A corner is turned. The Jesus story moves on in a way that few if any in Jersualem could ever have expected.
And the starting point to it all? The opening line in this whole new chapter of grace?
"They were all together in one place."
There's something about that sort of 'unity', that sort of 'togetherness' and being at one with one another, that even the Lord himself recognises as a potent sort of force. It was the Lord himself, after all, who declared at the time of the tower of Babel - "If as one people speaking the same language they have begun to do this, then nothing they plan to do will be impossible for them."
That's without God's Spirit.
One people, speaking the same language .. nothing .. will be impossible for them.
So when you factor in the powerful Spirit of the God for whom nothing is impossible to a people who've got their act together and are as one - well, it stands to reason that there'll be no stopping them.
How vital, therefore, in these significant days, to be in this way 'together', 'in the same place', 'at one'.
But it's time-consuming, too, of course. That was a whole day out of the frame. The week gets suddenly shorter.
And because the days are significant ones, today there's been a lot of work to do through e-mails and by letter. A lot of people to speak with and to be in correspondence with as well. A lot of careful thinking to be done, as all sorts of things come together in our congregational life.
Farming is one of the images used to describe the work of the gospel. I've worked on farms, so I know how it goes.
Some of the time it's all pretty slack. The workers are not idle, but it's just a case of keeping things ticking over. Other times it's hectic. All hours of the day and night. I've been there, done that, got the payslips to prove it.

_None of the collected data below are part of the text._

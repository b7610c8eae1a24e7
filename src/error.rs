// SPDX-License-Identifier: AGPL-3.0-or-later
//
// Copyright (C) 2026 Relational Network

use axum::{
    http::StatusCode,
    response::{IntoResponse, Response},
    Json,
};
use serde::Serialize;
use tracing::error;

use crate::{
    blockchain::{DerivationError, TransferSubmissionFailure},
    session::SessionError,
    wallet::SeedError,
};

#[derive(Debug)]
pub struct ApiError {
    pub status: StatusCode,
    pub message: String,
}

#[derive(Serialize)]
struct ErrorBody {
    error: String,
}

impl ApiError {
    pub fn new(status: StatusCode, message: impl Into<String>) -> Self {
        Self {
            status,
            message: message.into(),
        }
    }

    pub fn bad_request(message: impl Into<String>) -> Self {
        Self::new(StatusCode::BAD_REQUEST, message)
    }

    pub fn conflict(message: impl Into<String>) -> Self {
        Self::new(StatusCode::CONFLICT, message)
    }

    pub fn bad_gateway(message: impl Into<String>) -> Self {
        Self::new(StatusCode::BAD_GATEWAY, message)
    }

    pub fn internal(message: impl Into<String>) -> Self {
        let message = message.into();
        error!(error = %message, "Internal error");
        Self::new(StatusCode::INTERNAL_SERVER_ERROR, message)
    }

    /// Destructive operations must be confirmed explicitly.
    pub fn confirmation_required(action: &str) -> Self {
        Self::conflict(format!("{action} destroys the current seed; resend with confirm=true"))
    }
}

impl From<SeedError> for ApiError {
    fn from(err: SeedError) -> Self {
        match err {
            SeedError::InvalidMnemonic(_) => Self::bad_request(err.to_string()),
            // The link base comes from server configuration.
            SeedError::InvalidLink(_) | SeedError::Persistence(_) => {
                Self::internal(err.to_string())
            }
        }
    }
}

impl From<DerivationError> for ApiError {
    fn from(err: DerivationError) -> Self {
        Self::internal(err.to_string())
    }
}

impl From<SessionError> for ApiError {
    fn from(err: SessionError) -> Self {
        match err {
            SessionError::Seed(e) => e.into(),
            SessionError::Derivation(e) => e.into(),
        }
    }
}

impl From<TransferSubmissionFailure> for ApiError {
    fn from(err: TransferSubmissionFailure) -> Self {
        Self::bad_gateway(err.to_string())
    }
}

impl IntoResponse for ApiError {
    fn into_response(self) -> Response {
        let body = Json(ErrorBody {
            error: self.message,
        });
        (self.status, body).into_response()
    }
}
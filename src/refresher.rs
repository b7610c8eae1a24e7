// SPDX-License-Identifier: AGPL-3.0-or-later
//
// Copyright (C) 2026 Relational Network

//! # Balance Refresher
//!
//! Background task keeping the cached balances current.
//!
//! ## Strategy
//!
//! The refresher refreshes once on start, then again whenever:
//! 1. the selected network changes (pushed through the selector's watch
//!    channel), or
//! 2. the optional periodic interval elapses.
//!
//! Refreshes issued for a network that was deselected before they completed
//! are discarded by the aggregator.
//!
//! ## Shutdown
//!
//! Uses `tokio_util::sync::CancellationToken` for graceful shutdown.

use std::sync::Arc;
use std::time::Duration;

use tokio_util::sync::CancellationToken;
use tracing::{debug, info};

use crate::balances::RefreshOutcome;
use crate::session::WalletSession;

pub struct BalanceRefresher {
    session: Arc<WalletSession>,
    interval: Option<Duration>,
}

impl BalanceRefresher {
    pub fn new(session: Arc<WalletSession>) -> Self {
        Self {
            session,
            interval: None,
        }
    }

    /// Also refresh every `interval`.
    pub fn with_interval(mut self, interval: Duration) -> Self {
        self.interval = Some(interval);
        self
    }

    /// Run the refresh loop until the cancellation token is triggered.
    ///
    /// Should be spawned as a background task:
    /// ```rust,ignore
    /// tokio::spawn(refresher.run(shutdown.clone()));
    /// ```
    pub async fn run(self, shutdown: CancellationToken) {
        info!(
            interval_secs = self.interval.map(|i| i.as_secs()),
            "Balance refresher starting"
        );

        let mut network_rx = self.session.selector().subscribe();
        network_rx.borrow_and_update();

        loop {
            if shutdown.is_cancelled() {
                info!("Balance refresher shutting down");
                return;
            }

            self.refresh_step().await;

            tokio::select! {
                changed = network_rx.changed() => {
                    if changed.is_err() {
                        info!("Network selector dropped, balance refresher stopping");
                        return;
                    }
                },
                _ = sleep_or_pending(self.interval) => {},
                _ = shutdown.cancelled() => {
                    info!("Balance refresher shutting down");
                    return;
                }
            }
        }
    }

    async fn refresh_step(&self) {
        match self.session.refresh_balances().await {
            RefreshOutcome::Applied(report) => {
                debug!(
                    network = %report.network,
                    failures = report.failures.len(),
                    "Background refresh applied"
                );
            }
            RefreshOutcome::Stale(reason) => {
                debug!(?reason, "Background refresh discarded");
            }
        }
    }
}

async fn sleep_or_pending(interval: Option<Duration>) {
    match interval {
        Some(interval) => tokio::time::sleep(interval).await,
        None => std::future::pending().await,
    }
}

#[cfg(test)]
mod tests {
    use super::*;
    use crate::blockchain::NetworkId;
    use crate::network::NetworkSelector;
    use crate::testing::{MockConnector, MockLedger, MockOracle, TEST_MNEMONIC};
    use crate::wallet::{InMemorySeedPersistence, SeedStore};
    use rust_decimal::Decimal;

    fn session(ledger: Arc<MockLedger>) -> Arc<WalletSession> {
        Arc::new(
            WalletSession::start(
                SeedStore::new(Arc::new(InMemorySeedPersistence::with_value(TEST_MNEMONIC))),
                Arc::new(MockConnector::single(ledger)),
                Arc::new(MockOracle::with_price(Decimal::ONE)),
                Arc::new(NetworkSelector::new(NetworkId::Devnet)),
                "https://tempwallet.xyz",
                None,
            )
            .unwrap(),
        )
    }

    async fn wait_for(mut condition: impl FnMut() -> bool) {
        for _ in 0..200 {
            if condition() {
                return;
            }
            tokio::time::sleep(Duration::from_millis(5)).await;
        }
        panic!("condition not reached");
    }

    #[tokio::test]
    async fn refreshes_on_start_and_on_network_change() {
        let ledger = Arc::new(MockLedger::new().with_balance(7));
        let session = session(ledger.clone());
        let shutdown = CancellationToken::new();
        let handle = tokio::spawn(BalanceRefresher::new(session.clone()).run(shutdown.clone()));

        wait_for(|| session.balances().native.is_trusted_for(NetworkId::Devnet)).await;

        session.set_network(NetworkId::Testnet);
        wait_for(|| session.balances().native.is_trusted_for(NetworkId::Testnet)).await;
        assert_eq!(session.balances().native.raw_amount, 7);

        shutdown.cancel();
        handle.await.unwrap();
    }

    #[tokio::test]
    async fn stops_when_cancelled() {
        let session = session(Arc::new(MockLedger::new()));
        let shutdown = CancellationToken::new();
        shutdown.cancel();

        tokio::time::timeout(
            Duration::from_secs(1),
            BalanceRefresher::new(session).with_interval(Duration::from_secs(60)).run(shutdown),
        )
        .await
        .unwrap();
    }
}
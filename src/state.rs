// SPDX-License-Identifier: AGPL-3.0-or-later
//
// Copyright (C) 2026 Relational Network

use std::sync::Arc;

use crate::session::WalletSession;

#[derive(Clone)]
pub struct AppState {
    pub session: Arc<WalletSession>,
}

impl AppState {
    pub fn new(session: Arc<WalletSession>) -> Self {
        Self { session }
    }
}
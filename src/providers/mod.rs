// SPDX-License-Identifier: AGPL-3.0-or-later
//
// Copyright (C) 2026 Relational Network

//! External price providers.

pub mod solscan;

use async_trait::async_trait;
use rust_decimal::Decimal;

pub use solscan::{SolscanClient, DEFAULT_PRICE_API_BASE_URL};

/// Best-effort unit price source, quoted in USD.
#[async_trait]
pub trait PriceOracle: Send + Sync {
    /// Unit price of the asset identified by `asset` (a mint address).
    async fn get_price(&self, asset: &str) -> Result<Decimal, PriceError>;
}

#[derive(Debug, Clone, thiserror::Error)]
pub enum PriceError {
    #[error("Price request failed: {0}")]
    Request(String),

    #[error("Price response was invalid: {0}")]
    InvalidResponse(String),
}
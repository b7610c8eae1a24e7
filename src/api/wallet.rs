// SPDX-License-Identifier: AGPL-3.0-or-later
//
// Copyright (C) 2026 Relational Network

//! Wallet seed endpoints.

use axum::{extract::State, Json};
use tracing::warn;

use crate::{
    error::ApiError,
    models::{ImportWalletRequest, RegenerateWalletRequest, SeedResponse, WalletResponse},
    state::AppState,
};

async fn wallet_response(state: &AppState) -> WalletResponse {
    WalletResponse {
        address: state.session.address().await.to_string(),
        network: state.session.network(),
    }
}

/// Get the active account address and selected network.
#[utoipa::path(
    get,
    path = "/v1/wallet",
    tag = "Wallet",
    responses((status = 200, description = "Active account", body = WalletResponse))
)]
pub async fn get_wallet(State(state): State<AppState>) -> Json<WalletResponse> {
    Json(wallet_response(&state).await)
}

/// Reveal the mnemonic and its shareable link.
#[utoipa::path(
    get,
    path = "/v1/wallet/seed",
    tag = "Wallet",
    responses(
        (status = 200, description = "Seed revealed", body = SeedResponse),
        (status = 500, description = "Configured link base is not a URL")
    )
)]
pub async fn reveal_seed(State(state): State<AppState>) -> Result<Json<SeedResponse>, ApiError> {
    let mnemonic = state.session.mnemonic().await;
    let share_link = state.session.share_link().await?;
    warn!("Wallet seed revealed");
    Ok(Json(SeedResponse {
        mnemonic: mnemonic.phrase(),
        word_count: mnemonic.word_count(),
        share_link,
    }))
}

/// Replace the seed with an imported mnemonic.
///
/// The current seed is destroyed; requires `confirm: true`.
#[utoipa::path(
    post,
    path = "/v1/wallet/import",
    request_body = ImportWalletRequest,
    tag = "Wallet",
    responses(
        (status = 200, description = "Seed imported", body = WalletResponse),
        (status = 400, description = "Invalid mnemonic"),
        (status = 409, description = "Confirmation missing")
    )
)]
pub async fn import_wallet(
    State(state): State<AppState>,
    Json(request): Json<ImportWalletRequest>,
) -> Result<Json<WalletResponse>, ApiError> {
    if !request.confirm {
        return Err(ApiError::confirmation_required("Import"));
    }
    state.session.import(&request.mnemonic).await?;
    Ok(Json(wallet_response(&state).await))
}

/// Replace the seed with a freshly generated one.
///
/// The current seed is destroyed; requires `confirm: true`.
#[utoipa::path(
    post,
    path = "/v1/wallet/regenerate",
    request_body = RegenerateWalletRequest,
    tag = "Wallet",
    responses(
        (status = 200, description = "Seed regenerated", body = WalletResponse),
        (status = 409, description = "Confirmation missing")
    )
)]
pub async fn regenerate_wallet(
    State(state): State<AppState>,
    Json(request): Json<RegenerateWalletRequest>,
) -> Result<Json<WalletResponse>, ApiError> {
    if !request.confirm {
        return Err(ApiError::confirmation_required("Regenerate"));
    }
    state.session.regenerate().await?;
    Ok(Json(wallet_response(&state).await))
}
// SPDX-License-Identifier: AGPL-3.0-or-later
//
// Copyright (C) 2026 Relational Network

//! # Local Storage Module
//!
//! The wallet keeps exactly one durable value: the mnemonic phrase, stored
//! in plaintext in an embedded redb database.
//!
//! ## Storage Layout
//!
//! ```text
//! $DATA_DIR/
//!   wallet.redb       # table `settings`, key `mnemonic`
//! ```
//!
//! Anyone with read access to the data directory controls the wallet.

pub mod seed_db;

pub use seed_db::{SeedDatabase, StorageError, StorageResult, SEED_DB_FILE};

It's little different with the work of the gospel. For long enough it all seems fairly harmless, routine stuff, with little to show for your effort.
And then the harvest season comes around. And all of a sudden the pace quickens, the hours lengthen, and it's round-the-clock commitment that's required!

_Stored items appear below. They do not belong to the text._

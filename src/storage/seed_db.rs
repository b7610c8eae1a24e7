// SPDX-License-Identifier: AGPL-3.0-or-later
//
// Copyright (C) 2026 Relational Network

//! Seed persistence backed by redb (pure Rust, ACID).
//!
//! ## Table Layout
//!
//! - `settings`: key → value (`mnemonic` → space-separated phrase)

use std::path::Path;

use redb::{Database, ReadableDatabase, TableDefinition};

use crate::wallet::SeedPersistence;

/// Database file name inside the data directory.
pub const SEED_DB_FILE: &str = "wallet.redb";

const SETTINGS: TableDefinition<&str, &str> = TableDefinition::new("settings");

const MNEMONIC_KEY: &str = "mnemonic";

// =============================================================================
// Error Type
// =============================================================================

#[derive(Debug, thiserror::Error)]
pub enum StorageError {
    #[error("redb database error: {0}")]
    RedbDatabase(#[from] redb::DatabaseError),

    #[error("redb transaction error: {0}")]
    RedbTransaction(#[from] redb::TransactionError),

    #[error("redb table error: {0}")]
    RedbTable(#[from] redb::TableError),

    #[error("redb storage error: {0}")]
    RedbStorage(#[from] redb::StorageError),

    #[error("redb commit error: {0}")]
    RedbCommit(#[from] redb::CommitError),

    #[error("I/O error: {0}")]
    Io(#[from] std::io::Error),

    #[error("storage lock poisoned")]
    Poisoned,
}

pub type StorageResult<T> = Result<T, StorageError>;

// =============================================================================
// SeedDatabase
// =============================================================================

/// Embedded single-key seed database.
pub struct SeedDatabase {
    db: Database,
}

impl SeedDatabase {
    /// Open (or create) the database at the given path.
    pub fn open(path: &Path) -> StorageResult<Self> {
        if let Some(parent) = path.parent() {
            std::fs::create_dir_all(parent)?;
        }
        let db = Database::create(path)?;

        // Pre-create the table so later read transactions don't fail
        let write_txn = db.begin_write()?;
        {
            let _ = write_txn.open_table(SETTINGS)?;
        }
        write_txn.commit()?;

        Ok(Self { db })
    }

    pub fn get_mnemonic(&self) -> StorageResult<Option<String>> {
        let read_txn = self.db.begin_read()?;
        let table = read_txn.open_table(SETTINGS)?;
        let value = table.get(MNEMONIC_KEY)?.map(|v| v.value().to_string());
        Ok(value)
    }

    pub fn set_mnemonic(&self, phrase: &str) -> StorageResult<()> {
        let write_txn = self.db.begin_write()?;
        {
            let mut table = write_txn.open_table(SETTINGS)?;
            table.insert(MNEMONIC_KEY, phrase)?;
        }
        write_txn.commit()?;
        Ok(())
    }
}

impl SeedPersistence for SeedDatabase {
    fn load(&self) -> StorageResult<Option<String>> {
        self.get_mnemonic()
    }

    fn store(&self, phrase: &str) -> StorageResult<()> {
        self.set_mnemonic(phrase)
    }
}

#[cfg(test)]
mod tests {
    use super::*;
    use crate::testing::{OTHER_MNEMONIC, TEST_MNEMONIC};

    fn temp_db() -> (SeedDatabase, tempfile::TempDir) {
        let dir = tempfile::tempdir().unwrap();
        let db = SeedDatabase::open(&dir.path().join(SEED_DB_FILE)).unwrap();
        (db, dir)
    }

    #[test]
    fn empty_database_has_no_mnemonic() {
        let (db, _dir) = temp_db();
        assert_eq!(db.get_mnemonic().unwrap(), None);
    }

    #[test]
    fn set_overwrites_previous_value() {
        let (db, _dir) = temp_db();
        db.set_mnemonic(TEST_MNEMONIC).unwrap();
        db.set_mnemonic(OTHER_MNEMONIC).unwrap();
        assert_eq!(db.get_mnemonic().unwrap().as_deref(), Some(OTHER_MNEMONIC));
    }

    #[test]
    fn value_survives_reopen() {
        let dir = tempfile::tempdir().unwrap();
        let path = dir.path().join("nested").join(SEED_DB_FILE);
        {
            let db = SeedDatabase::open(&path).unwrap();
            db.store(TEST_MNEMONIC).unwrap();
        }
        let db = SeedDatabase::open(&path).unwrap();
        assert_eq!(db.load().unwrap().as_deref(), Some(TEST_MNEMONIC));
    }
}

There are signs, I think, that the season of harvest is near.
When I first came here, the word the Lord had given me was exactly along those lines. I had been brought here in the providence of God for a harvest he would reap.
It's been a long time coming! But I'm wondering if maybe what I'm seeing at this time is indicative of God's harvest now arriving here at last. A lot of things are finally coming together.
Together.
One people. One language. One place. For such a people, nothing will be impossible.
I think we do well to get ourselves ready for fireworks!